[Opening DATA RECORDS section]

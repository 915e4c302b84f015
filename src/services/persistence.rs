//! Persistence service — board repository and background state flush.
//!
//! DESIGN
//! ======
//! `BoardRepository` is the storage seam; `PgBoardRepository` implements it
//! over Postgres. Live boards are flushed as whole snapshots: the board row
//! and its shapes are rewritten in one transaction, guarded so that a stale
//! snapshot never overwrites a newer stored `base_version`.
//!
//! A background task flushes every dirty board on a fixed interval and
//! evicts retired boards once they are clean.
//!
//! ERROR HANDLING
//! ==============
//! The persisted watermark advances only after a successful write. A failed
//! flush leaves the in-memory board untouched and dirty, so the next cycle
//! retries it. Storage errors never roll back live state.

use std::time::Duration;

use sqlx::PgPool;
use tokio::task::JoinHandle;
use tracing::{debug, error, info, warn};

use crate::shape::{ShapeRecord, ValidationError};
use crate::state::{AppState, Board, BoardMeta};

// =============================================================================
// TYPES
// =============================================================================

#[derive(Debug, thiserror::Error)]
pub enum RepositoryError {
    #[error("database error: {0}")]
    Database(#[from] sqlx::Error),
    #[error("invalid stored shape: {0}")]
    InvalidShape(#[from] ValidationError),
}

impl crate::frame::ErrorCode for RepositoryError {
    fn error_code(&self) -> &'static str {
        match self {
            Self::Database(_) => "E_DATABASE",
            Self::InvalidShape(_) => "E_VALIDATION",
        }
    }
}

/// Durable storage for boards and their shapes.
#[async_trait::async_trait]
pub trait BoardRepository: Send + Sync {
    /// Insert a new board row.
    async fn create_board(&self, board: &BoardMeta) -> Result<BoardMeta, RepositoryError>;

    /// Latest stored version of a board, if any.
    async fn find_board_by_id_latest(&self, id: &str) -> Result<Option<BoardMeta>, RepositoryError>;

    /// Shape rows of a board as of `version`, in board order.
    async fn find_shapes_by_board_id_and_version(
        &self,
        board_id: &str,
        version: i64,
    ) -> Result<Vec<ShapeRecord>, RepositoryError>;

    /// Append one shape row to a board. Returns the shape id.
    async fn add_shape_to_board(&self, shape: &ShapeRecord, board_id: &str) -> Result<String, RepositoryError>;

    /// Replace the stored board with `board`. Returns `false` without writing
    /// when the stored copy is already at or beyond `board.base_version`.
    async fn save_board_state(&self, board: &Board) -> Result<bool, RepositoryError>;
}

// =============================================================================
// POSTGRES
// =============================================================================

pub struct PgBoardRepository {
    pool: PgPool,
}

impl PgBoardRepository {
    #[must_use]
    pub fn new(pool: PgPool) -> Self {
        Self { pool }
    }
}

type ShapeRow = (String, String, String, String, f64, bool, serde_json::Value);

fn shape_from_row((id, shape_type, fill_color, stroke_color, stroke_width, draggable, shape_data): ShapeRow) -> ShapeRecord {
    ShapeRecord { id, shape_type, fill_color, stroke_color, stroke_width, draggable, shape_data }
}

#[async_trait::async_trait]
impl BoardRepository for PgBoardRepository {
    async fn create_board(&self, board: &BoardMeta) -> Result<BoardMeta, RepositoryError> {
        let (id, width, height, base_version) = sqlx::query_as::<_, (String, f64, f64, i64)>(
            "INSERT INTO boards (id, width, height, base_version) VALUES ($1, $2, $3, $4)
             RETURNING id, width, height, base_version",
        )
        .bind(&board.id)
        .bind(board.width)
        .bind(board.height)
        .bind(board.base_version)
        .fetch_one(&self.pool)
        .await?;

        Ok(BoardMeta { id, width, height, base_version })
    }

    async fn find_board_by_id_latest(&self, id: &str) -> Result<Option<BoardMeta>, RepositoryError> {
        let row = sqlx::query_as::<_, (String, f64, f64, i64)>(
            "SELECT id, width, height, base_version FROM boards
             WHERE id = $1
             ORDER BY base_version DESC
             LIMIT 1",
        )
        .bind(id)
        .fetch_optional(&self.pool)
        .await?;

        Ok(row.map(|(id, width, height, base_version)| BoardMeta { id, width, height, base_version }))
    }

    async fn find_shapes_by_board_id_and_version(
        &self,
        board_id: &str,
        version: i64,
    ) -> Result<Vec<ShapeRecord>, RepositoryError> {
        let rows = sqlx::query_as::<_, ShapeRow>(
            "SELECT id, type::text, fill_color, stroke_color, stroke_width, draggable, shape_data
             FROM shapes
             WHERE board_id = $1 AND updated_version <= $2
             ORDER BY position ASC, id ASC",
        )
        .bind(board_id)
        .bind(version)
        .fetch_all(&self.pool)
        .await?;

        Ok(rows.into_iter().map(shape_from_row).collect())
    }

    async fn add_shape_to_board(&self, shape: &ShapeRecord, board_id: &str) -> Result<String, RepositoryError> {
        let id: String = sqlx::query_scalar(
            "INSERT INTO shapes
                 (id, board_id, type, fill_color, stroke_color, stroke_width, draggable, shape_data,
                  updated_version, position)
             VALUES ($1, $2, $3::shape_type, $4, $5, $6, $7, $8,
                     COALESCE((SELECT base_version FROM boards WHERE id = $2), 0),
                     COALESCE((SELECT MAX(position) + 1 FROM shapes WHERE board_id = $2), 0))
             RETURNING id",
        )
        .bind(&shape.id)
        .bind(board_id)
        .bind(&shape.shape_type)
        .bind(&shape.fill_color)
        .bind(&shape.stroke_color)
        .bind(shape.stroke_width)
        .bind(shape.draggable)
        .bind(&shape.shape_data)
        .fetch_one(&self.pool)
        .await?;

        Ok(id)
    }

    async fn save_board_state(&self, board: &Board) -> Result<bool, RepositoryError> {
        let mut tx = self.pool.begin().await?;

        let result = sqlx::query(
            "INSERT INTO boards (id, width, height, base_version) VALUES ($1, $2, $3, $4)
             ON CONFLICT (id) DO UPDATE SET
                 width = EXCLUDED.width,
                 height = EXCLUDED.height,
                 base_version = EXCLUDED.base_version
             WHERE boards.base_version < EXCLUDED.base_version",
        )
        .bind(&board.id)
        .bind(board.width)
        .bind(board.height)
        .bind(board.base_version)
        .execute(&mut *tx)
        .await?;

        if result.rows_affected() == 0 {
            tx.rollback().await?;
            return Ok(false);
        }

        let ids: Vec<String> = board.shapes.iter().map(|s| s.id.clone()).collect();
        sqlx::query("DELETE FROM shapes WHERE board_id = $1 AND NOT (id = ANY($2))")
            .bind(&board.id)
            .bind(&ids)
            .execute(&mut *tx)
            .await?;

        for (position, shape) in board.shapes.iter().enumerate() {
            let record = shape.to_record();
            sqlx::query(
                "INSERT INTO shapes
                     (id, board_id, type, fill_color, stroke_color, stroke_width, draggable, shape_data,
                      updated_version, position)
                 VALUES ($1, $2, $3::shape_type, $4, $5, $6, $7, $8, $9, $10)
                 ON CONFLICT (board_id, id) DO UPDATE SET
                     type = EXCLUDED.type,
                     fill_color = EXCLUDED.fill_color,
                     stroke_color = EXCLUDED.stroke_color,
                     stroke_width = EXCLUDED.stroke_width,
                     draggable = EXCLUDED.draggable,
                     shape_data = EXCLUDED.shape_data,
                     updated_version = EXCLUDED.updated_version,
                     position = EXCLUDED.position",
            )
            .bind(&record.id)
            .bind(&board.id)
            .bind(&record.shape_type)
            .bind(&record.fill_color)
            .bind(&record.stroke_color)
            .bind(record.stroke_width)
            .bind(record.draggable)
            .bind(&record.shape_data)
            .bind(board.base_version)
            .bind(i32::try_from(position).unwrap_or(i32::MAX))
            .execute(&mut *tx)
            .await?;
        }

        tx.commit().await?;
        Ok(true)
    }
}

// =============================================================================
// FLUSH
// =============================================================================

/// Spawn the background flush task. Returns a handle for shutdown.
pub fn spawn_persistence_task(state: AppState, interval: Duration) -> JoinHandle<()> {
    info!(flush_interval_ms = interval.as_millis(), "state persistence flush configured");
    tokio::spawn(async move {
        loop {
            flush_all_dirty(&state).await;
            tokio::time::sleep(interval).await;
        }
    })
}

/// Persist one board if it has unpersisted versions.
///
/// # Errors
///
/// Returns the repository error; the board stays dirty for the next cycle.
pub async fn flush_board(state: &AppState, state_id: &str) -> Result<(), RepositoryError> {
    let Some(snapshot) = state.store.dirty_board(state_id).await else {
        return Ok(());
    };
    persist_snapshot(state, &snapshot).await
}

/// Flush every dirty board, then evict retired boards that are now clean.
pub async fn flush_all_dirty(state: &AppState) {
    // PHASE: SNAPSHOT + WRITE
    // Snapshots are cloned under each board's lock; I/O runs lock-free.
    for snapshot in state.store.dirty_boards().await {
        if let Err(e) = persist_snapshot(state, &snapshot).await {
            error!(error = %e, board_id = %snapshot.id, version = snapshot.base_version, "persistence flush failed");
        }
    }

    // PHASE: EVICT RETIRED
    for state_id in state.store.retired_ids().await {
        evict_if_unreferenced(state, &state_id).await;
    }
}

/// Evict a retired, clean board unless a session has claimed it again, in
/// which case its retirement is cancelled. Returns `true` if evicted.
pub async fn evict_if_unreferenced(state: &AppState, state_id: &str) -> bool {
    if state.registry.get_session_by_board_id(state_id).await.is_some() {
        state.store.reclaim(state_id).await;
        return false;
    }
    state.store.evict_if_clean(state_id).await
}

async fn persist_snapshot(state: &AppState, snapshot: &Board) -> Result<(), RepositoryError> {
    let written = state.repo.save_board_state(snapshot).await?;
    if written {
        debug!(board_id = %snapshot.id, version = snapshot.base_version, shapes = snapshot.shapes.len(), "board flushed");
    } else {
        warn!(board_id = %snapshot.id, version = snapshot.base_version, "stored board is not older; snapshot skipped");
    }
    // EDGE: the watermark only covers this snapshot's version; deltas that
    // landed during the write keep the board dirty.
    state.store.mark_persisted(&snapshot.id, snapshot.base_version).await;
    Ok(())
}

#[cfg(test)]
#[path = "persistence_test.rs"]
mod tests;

[Closing DATA RECORDS section]
[Opening DATA RECORDS section]

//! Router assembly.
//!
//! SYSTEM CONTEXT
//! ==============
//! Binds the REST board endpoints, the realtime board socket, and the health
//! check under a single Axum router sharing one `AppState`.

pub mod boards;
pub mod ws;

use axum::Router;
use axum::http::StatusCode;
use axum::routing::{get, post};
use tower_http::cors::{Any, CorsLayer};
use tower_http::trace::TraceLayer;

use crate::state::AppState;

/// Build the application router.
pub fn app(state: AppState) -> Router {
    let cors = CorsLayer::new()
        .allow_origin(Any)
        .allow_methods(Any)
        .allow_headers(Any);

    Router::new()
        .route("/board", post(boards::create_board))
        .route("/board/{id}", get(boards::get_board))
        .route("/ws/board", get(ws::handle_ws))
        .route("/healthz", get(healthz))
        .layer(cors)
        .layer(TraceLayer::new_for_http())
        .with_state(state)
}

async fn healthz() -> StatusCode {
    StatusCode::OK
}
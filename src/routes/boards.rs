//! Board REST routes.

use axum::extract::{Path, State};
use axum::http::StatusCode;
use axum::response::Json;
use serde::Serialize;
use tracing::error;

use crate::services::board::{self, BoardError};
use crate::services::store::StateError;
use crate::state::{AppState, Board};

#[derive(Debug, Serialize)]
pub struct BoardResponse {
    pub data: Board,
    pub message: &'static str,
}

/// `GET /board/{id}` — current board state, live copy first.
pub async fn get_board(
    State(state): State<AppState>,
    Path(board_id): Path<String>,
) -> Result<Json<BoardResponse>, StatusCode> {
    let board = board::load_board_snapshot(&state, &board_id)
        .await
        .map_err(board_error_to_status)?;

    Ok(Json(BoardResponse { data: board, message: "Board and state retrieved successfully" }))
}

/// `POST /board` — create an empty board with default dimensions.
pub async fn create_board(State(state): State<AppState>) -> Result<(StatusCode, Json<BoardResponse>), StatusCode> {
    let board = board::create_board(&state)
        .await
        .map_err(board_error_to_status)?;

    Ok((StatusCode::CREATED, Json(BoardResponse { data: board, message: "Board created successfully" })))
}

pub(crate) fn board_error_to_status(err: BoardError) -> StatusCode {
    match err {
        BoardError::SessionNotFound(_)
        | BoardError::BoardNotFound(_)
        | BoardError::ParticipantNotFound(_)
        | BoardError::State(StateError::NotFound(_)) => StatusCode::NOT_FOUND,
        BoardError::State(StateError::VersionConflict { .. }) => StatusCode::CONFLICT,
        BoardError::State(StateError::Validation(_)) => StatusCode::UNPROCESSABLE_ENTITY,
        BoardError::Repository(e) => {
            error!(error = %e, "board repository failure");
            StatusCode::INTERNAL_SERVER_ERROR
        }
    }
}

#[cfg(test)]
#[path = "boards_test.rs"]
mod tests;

[Closing DATA RECORDS section]

ASSIGNMENT:
The answer must be every line of the records that holds the string "message".

YOUR SOLUTION:
    pub message: &'static str,
    Ok(Json(BoardResponse { data: board, message: "Board and state retrieved successfully" }))
    Ok((StatusCode::CREATED, Json(BoardResponse { data: board, message: "Board created successfully" })))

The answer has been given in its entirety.